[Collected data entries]
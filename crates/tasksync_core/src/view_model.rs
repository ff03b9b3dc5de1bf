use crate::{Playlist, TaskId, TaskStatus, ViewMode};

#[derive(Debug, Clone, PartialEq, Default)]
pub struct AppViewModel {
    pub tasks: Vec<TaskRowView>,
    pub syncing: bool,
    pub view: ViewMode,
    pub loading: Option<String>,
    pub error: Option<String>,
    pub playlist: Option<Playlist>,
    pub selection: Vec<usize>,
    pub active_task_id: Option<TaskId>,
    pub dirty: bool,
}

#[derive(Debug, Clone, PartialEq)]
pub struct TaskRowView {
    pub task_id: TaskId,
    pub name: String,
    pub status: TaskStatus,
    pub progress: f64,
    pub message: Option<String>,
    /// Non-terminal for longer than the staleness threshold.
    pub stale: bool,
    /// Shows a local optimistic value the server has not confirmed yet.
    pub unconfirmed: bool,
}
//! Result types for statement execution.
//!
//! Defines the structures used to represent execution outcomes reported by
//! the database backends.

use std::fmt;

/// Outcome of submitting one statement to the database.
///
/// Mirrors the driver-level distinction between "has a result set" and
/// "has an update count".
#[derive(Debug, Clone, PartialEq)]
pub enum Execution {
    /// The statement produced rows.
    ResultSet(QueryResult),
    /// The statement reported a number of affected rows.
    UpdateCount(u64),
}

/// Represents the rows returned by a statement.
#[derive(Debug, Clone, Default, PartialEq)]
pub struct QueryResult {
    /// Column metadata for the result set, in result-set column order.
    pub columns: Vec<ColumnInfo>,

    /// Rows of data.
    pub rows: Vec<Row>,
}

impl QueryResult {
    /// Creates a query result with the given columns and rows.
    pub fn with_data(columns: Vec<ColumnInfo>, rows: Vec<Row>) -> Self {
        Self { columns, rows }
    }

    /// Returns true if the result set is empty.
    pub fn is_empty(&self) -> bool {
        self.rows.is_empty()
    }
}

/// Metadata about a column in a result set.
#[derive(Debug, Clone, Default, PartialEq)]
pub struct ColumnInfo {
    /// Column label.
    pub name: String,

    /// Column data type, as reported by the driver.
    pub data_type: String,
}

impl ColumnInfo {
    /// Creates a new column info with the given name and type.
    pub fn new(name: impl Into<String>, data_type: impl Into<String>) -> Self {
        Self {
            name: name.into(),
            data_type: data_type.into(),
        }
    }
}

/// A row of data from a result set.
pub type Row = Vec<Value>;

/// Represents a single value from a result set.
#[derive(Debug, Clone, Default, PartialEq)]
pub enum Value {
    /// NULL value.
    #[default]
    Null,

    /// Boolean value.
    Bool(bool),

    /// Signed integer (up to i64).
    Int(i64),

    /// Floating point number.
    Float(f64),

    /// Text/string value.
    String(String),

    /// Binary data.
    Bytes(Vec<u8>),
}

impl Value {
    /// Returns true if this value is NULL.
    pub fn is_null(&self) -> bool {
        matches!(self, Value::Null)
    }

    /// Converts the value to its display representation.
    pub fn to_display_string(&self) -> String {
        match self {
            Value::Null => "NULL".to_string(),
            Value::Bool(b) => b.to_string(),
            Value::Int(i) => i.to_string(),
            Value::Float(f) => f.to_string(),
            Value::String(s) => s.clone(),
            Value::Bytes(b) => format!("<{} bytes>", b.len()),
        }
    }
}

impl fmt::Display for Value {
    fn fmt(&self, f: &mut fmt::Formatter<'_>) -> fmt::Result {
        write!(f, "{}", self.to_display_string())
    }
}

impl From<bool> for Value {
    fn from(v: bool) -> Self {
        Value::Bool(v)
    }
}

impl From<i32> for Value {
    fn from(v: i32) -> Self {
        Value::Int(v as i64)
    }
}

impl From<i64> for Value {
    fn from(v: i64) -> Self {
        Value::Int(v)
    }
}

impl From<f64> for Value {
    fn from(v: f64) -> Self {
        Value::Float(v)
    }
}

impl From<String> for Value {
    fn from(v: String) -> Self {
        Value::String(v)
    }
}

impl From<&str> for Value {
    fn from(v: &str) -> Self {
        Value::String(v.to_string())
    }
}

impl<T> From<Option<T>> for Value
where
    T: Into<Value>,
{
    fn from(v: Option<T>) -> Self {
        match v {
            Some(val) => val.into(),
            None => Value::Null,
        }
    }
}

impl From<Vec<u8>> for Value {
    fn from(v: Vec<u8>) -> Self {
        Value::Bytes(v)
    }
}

**Prompt:**
Transcribe all entries exactly as they appear above.

**Written reply:**
filename crates/tasksync_core/src/view_model.rs
repository ff03b9b3dc5de1bf
use crate::{Playlist, TaskId, TaskStatus, ViewMode};

#[derive(Debug, Clone, PartialEq, Default)]
pub struct AppViewModel {
    pub tasks: Vec<TaskRowView>,
    pub syncing: bool,
    pub view: ViewMode,
    pub loading: Option<String>,
    pub error: Option<String>,
    pub playlist: Option<Playlist>,
    pub selection: Vec<usize>,
    pub active_task_id: Option<TaskId>,
    pub dirty: bool,
}

#[derive(Debug, Clone, PartialEq)]
pub struct TaskRowView {
    pub task_id: TaskId,
    pub name: String,
    pub status: TaskStatus,
    pub progress: f64,
    pub message: Option<String>,
    /// Non-terminal for longer than the staleness threshold.
    pub stale: bool,
    /// Shows a local optimistic value the server has not confirmed yet.
    pub unconfirmed: bool,
}
//! Result types for statement execution.
//!
//! Defines the structures used to represent execution outcomes reported by
//! the database backends.

use std::fmt;

/// Outcome of submitting one statement to the database.
///
/// Mirrors the driver-level distinction between "has a result set" and
/// "has an update count".
#[derive(Debug, Clone, PartialEq)]
pub enum Execution {
    /// The statement produced rows.
    ResultSet(QueryResult),
    /// The statement reported a number of affected rows.
    UpdateCount(u64),
}

/// Represents the rows returned by a statement.
#[derive(Debug, Clone, Default, PartialEq)]
pub struct QueryResult {
    /// Column metadata for the result set, in result-set column order.
    pub columns: Vec<ColumnInfo>,

    /// Rows of data.
    pub rows: Vec<Row>,
}

impl QueryResult {
    /// Creates a query result with the given columns and rows.
    pub fn with_data(columns: Vec<ColumnInfo>, rows: Vec<Row>) -> Self {
        Self { columns, rows }
    }

    /// Returns true if the result set is empty.
    pub fn is_empty(&self) -> bool {
        self.rows.is_empty()
    }
}

/// Metadata about a column in a result set.
#[derive(Debug, Clone, Default, PartialEq)]
pub struct ColumnInfo {
    /// Column label.
    pub name: String,

    /// Column data type, as reported by the driver.
    pub data_type: String,
}

impl ColumnInfo {
    /// Creates a new column info with the given name and type.
    pub fn new(name: impl Into<String>, data_type: impl Into<String>) -> Self {
        Self {
            name: name.into(),
            data_type: data_type.into(),
        }
    }
}

/// A row of data from a result set.
pub type Row = Vec<Value>;

/// Represents a single value from a result set.
#[derive(Debug, Clone, Default, PartialEq)]
pub enum Value {
    /// NULL value.
    #[default]
    Null,

    /// Boolean value.
    Bool(bool),

    /// Signed integer (up to i64).
    Int(i64),

    /// Floating point number.
    Float(f64),

    /// Text/string value.
    String(String),

    /// Binary data.
    Bytes(Vec<u8>),
}

impl Value {
    /// Returns true if this value is NULL.
    pub fn is_null(&self) -> bool {
        matches!(self, Value::Null)
    }

    /// Converts the value to its display representation.
    pub fn to_display_string(&self) -> String {
        match self {
            Value::Null => "NULL".to_string(),
            Value::Bool(b) => b.to_string(),
            Value::Int(i) => i.to_string(),
            Value::Float(f) => f.to_string(),
            Value::String(s) => s.clone(),
            Value::Bytes(b) => format!("<{} bytes>", b.len()),
        }
    }
}

impl fmt::Display for Value {
    fn fmt(&self, f: &mut fmt::Formatter<'_>) -> fmt::Result {
        write!(f, "{}", self.to_display_string())
    }
}

impl From<bool> for Value {
    fn from(v: bool) -> Self {
        Value::Bool(v)
    }
}

impl From<i32> for Value {
    fn from(v: i32) -> Self {
        Value::Int(v as i64)
    }
}

impl From<i64> for Value {
    fn from(v: i64) -> Self {
        Value::Int(v)
    }
}

impl From<f64> for Value {
    fn from(v: f64) -> Self {
        Value::Float(v)
    }
}

impl From<String> for Value {
    fn from(v: String) -> Self {
        Value::String(v)
    }
}

impl From<&str> for Value {
    fn from(v: &str) -> Self {
        Value::String(v.to_string())
    }
}

impl<T> From<Option<T>> for Value
where
    T: Into<Value>,
{
    fn from(v: Option<T>) -> Self {
        match v {
            Some(val) => val.into(),
            None => Value::Null,
        }
    }
}

impl From<Vec<u8>> for Value {
    fn from(v: Vec<u8>) -> Self {
        Value::Bytes(v)
    }
}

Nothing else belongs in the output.